* **Task to complete**:
The answer must be every line of the records in which the string "usize" appears.

Saved data entries:
++++++++++++++++++++

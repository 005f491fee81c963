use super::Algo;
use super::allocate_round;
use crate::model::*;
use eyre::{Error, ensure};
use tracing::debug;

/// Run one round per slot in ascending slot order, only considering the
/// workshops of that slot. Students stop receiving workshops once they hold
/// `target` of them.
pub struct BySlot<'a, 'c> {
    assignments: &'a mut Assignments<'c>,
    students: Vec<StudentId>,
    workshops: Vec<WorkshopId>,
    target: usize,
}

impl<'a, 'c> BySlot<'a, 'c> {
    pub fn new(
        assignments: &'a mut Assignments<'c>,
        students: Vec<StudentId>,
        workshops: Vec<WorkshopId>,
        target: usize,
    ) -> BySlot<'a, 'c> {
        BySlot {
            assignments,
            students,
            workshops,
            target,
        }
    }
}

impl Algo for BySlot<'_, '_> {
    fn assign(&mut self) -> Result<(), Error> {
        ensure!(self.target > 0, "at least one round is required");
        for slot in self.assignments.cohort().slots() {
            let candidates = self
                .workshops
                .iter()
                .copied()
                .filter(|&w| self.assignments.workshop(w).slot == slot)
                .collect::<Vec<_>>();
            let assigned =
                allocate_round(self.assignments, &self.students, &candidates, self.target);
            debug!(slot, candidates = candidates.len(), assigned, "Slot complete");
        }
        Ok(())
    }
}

++++++++++++++++++++

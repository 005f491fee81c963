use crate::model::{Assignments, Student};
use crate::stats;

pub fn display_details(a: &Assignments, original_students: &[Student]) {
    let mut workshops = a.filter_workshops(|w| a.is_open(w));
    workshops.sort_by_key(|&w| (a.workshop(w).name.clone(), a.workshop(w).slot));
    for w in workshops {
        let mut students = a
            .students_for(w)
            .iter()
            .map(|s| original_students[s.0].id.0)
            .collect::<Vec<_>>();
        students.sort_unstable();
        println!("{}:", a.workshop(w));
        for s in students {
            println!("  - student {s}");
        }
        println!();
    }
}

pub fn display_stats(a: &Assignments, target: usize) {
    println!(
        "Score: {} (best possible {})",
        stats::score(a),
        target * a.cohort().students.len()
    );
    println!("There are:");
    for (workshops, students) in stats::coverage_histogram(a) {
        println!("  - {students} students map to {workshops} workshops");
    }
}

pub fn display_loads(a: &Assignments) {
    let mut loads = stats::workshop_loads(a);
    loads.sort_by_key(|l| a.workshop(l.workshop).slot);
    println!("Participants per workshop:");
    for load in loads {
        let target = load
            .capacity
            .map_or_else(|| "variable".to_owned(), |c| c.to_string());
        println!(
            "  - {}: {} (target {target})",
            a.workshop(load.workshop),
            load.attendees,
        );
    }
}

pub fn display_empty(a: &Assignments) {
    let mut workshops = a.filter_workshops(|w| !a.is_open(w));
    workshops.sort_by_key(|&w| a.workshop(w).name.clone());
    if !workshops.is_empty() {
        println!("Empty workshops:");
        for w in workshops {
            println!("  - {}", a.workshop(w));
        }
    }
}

++++++++++++++++++++

* **Output of the task**:
    target: usize,
        target: usize,
pub fn display_stats(a: &Assignments, target: usize) {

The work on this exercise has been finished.